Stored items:

>>>

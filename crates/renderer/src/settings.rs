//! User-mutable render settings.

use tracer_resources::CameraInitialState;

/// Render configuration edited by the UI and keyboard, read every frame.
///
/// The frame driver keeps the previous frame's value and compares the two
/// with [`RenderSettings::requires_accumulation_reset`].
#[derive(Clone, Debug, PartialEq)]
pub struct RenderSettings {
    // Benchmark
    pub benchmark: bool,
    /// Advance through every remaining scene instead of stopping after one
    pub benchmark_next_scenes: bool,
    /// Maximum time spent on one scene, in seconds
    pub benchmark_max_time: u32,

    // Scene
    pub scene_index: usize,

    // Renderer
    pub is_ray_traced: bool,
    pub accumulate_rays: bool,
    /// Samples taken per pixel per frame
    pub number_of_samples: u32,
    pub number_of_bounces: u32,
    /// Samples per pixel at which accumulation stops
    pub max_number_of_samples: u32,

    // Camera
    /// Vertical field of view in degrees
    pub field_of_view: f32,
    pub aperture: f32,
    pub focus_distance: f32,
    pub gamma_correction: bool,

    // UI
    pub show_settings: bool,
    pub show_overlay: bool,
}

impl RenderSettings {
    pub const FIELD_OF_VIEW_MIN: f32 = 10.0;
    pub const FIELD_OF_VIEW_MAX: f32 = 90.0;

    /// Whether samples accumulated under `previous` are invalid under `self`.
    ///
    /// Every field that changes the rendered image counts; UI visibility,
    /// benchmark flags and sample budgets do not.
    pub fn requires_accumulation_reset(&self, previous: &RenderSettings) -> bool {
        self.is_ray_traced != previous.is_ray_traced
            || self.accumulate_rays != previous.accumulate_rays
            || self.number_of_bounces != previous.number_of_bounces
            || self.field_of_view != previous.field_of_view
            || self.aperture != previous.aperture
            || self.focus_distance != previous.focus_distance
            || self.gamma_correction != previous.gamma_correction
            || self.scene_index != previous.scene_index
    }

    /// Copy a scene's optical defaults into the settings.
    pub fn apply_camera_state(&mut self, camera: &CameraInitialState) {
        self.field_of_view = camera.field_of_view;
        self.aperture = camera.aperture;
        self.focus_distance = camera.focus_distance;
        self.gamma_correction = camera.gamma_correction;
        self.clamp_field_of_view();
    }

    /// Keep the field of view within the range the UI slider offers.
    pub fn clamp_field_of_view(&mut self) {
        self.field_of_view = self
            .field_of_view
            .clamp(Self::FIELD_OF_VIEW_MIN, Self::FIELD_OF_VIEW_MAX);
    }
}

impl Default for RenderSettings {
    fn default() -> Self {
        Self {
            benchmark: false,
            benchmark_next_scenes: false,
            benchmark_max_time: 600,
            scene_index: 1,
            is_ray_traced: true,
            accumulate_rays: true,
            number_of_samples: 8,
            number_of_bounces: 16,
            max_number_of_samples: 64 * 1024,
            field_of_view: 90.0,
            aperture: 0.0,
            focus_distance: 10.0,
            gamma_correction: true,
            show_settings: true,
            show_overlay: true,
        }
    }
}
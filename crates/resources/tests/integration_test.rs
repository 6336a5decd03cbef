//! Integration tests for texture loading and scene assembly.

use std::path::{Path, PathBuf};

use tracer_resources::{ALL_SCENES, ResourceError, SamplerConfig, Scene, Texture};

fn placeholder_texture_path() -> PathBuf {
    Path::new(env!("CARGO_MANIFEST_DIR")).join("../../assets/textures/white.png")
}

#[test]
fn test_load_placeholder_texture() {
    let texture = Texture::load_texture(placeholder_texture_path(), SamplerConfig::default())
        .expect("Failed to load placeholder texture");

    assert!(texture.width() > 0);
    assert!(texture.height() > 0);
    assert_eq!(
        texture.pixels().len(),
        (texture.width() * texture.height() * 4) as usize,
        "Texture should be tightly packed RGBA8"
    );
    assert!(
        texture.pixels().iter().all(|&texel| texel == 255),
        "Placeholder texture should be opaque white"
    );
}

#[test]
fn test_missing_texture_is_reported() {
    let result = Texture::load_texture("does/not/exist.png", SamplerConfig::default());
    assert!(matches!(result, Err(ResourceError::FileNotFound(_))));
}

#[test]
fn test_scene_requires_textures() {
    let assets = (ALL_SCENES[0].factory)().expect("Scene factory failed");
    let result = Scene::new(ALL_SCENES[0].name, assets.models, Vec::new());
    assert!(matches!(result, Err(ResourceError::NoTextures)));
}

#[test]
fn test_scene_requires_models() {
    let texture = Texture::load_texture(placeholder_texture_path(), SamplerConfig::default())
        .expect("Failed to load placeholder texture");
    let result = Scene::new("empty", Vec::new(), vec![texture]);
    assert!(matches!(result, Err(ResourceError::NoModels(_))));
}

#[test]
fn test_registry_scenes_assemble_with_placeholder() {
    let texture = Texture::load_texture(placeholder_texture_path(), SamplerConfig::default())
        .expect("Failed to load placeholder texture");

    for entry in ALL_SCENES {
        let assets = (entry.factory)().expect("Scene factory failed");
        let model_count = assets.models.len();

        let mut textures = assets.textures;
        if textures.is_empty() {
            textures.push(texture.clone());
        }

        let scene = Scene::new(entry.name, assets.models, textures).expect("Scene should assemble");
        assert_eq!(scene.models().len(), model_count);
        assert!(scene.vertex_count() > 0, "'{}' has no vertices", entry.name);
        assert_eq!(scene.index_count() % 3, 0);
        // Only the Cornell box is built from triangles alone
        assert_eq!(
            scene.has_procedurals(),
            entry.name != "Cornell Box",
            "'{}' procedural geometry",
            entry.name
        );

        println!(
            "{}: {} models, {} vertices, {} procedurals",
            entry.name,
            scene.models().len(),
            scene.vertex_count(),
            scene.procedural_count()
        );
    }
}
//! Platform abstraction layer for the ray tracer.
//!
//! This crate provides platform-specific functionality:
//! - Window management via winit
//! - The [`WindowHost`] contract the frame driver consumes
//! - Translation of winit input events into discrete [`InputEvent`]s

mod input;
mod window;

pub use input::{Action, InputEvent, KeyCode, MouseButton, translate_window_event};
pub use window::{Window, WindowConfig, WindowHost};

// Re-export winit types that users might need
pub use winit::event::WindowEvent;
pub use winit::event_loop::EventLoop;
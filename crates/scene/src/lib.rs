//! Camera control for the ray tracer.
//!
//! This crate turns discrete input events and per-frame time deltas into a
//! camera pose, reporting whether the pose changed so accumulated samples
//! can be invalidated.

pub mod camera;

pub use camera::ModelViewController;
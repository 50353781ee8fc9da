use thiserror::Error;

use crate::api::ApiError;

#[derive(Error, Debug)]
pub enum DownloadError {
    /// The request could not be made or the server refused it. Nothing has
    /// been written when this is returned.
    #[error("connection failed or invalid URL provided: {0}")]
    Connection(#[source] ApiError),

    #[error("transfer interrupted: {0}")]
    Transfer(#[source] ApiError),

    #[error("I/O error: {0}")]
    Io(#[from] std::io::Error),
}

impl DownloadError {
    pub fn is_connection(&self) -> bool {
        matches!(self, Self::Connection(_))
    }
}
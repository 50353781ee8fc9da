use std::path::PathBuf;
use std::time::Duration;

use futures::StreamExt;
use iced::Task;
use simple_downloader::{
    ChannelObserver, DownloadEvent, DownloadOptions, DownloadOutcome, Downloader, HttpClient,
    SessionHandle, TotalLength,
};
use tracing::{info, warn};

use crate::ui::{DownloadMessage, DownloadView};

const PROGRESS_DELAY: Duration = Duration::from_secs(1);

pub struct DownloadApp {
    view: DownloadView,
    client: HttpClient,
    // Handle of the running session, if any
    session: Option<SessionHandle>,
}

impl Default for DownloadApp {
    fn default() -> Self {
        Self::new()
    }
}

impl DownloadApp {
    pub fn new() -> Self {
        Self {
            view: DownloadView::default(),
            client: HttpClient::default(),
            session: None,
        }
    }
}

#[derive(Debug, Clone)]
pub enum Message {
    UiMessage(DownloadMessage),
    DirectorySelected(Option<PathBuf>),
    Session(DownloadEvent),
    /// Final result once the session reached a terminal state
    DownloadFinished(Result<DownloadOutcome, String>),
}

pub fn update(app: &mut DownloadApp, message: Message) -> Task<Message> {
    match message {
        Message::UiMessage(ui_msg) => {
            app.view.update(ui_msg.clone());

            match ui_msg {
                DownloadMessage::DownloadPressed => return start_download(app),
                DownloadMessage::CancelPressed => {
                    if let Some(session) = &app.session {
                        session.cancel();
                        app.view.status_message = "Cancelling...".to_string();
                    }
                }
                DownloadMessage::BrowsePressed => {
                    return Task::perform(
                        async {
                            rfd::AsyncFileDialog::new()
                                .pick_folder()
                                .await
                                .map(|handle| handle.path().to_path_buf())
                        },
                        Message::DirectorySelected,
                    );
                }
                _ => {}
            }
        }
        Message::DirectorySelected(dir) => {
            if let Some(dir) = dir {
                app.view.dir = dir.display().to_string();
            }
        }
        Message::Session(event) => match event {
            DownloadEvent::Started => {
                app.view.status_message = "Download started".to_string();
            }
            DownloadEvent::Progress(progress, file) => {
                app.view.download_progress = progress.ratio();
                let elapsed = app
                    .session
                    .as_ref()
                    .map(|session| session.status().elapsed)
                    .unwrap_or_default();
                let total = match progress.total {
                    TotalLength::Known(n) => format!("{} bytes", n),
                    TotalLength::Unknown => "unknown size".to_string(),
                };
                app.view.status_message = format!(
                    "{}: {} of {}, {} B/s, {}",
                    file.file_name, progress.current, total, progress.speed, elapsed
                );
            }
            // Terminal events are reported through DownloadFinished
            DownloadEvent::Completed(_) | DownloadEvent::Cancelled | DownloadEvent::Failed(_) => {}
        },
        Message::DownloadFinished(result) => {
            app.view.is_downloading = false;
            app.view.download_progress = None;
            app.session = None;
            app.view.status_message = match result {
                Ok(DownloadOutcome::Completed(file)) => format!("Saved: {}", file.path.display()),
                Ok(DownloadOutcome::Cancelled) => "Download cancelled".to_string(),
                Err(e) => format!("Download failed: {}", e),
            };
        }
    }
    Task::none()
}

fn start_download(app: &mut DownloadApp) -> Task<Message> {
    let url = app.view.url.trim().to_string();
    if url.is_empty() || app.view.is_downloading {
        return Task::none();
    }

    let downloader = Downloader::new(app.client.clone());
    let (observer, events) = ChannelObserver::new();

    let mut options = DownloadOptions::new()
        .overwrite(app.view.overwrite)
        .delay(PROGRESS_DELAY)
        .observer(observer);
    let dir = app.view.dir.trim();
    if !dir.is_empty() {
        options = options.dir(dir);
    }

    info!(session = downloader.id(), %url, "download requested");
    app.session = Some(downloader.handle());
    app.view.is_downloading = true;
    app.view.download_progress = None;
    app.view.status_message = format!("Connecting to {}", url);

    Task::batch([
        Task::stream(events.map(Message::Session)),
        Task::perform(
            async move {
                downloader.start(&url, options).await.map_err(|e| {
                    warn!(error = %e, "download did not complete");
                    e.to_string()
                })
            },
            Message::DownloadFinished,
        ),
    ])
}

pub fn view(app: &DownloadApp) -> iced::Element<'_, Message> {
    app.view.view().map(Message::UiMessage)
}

<<<

§ Task to complete
For this exercise, repeat exactly the lines of the data above from the one with "self.focus_distance != previous.focus_distance" down to the one with "repository 6336a5decd03cbef", both end lines included.

§ Solved problem
            || self.focus_distance != previous.focus_distance
            || self.gamma_correction != previous.gamma_correction
            || self.scene_index != previous.scene_index
    }

    /// Copy a scene's optical defaults into the settings.
    pub fn apply_camera_state(&mut self, camera: &CameraInitialState) {
        self.field_of_view = camera.field_of_view;
        self.aperture = camera.aperture;
        self.focus_distance = camera.focus_distance;
        self.gamma_correction = camera.gamma_correction;
        self.clamp_field_of_view();
    }

    /// Keep the field of view within the range the UI slider offers.
    pub fn clamp_field_of_view(&mut self) {
        self.field_of_view = self
            .field_of_view
            .clamp(Self::FIELD_OF_VIEW_MIN, Self::FIELD_OF_VIEW_MAX);
    }
}

impl Default for RenderSettings {
    fn default() -> Self {
        Self {
            benchmark: false,
            benchmark_next_scenes: false,
            benchmark_max_time: 600,
            scene_index: 1,
            is_ray_traced: true,
            accumulate_rays: true,
            number_of_samples: 8,
            number_of_bounces: 16,
            max_number_of_samples: 64 * 1024,
            field_of_view: 90.0,
            aperture: 0.0,
            focus_distance: 10.0,
            gamma_correction: true,
            show_settings: true,
            show_overlay: true,
        }
    }
}
filename crates/resources/tests/integration_test.rs
repository 6336a5decd03cbef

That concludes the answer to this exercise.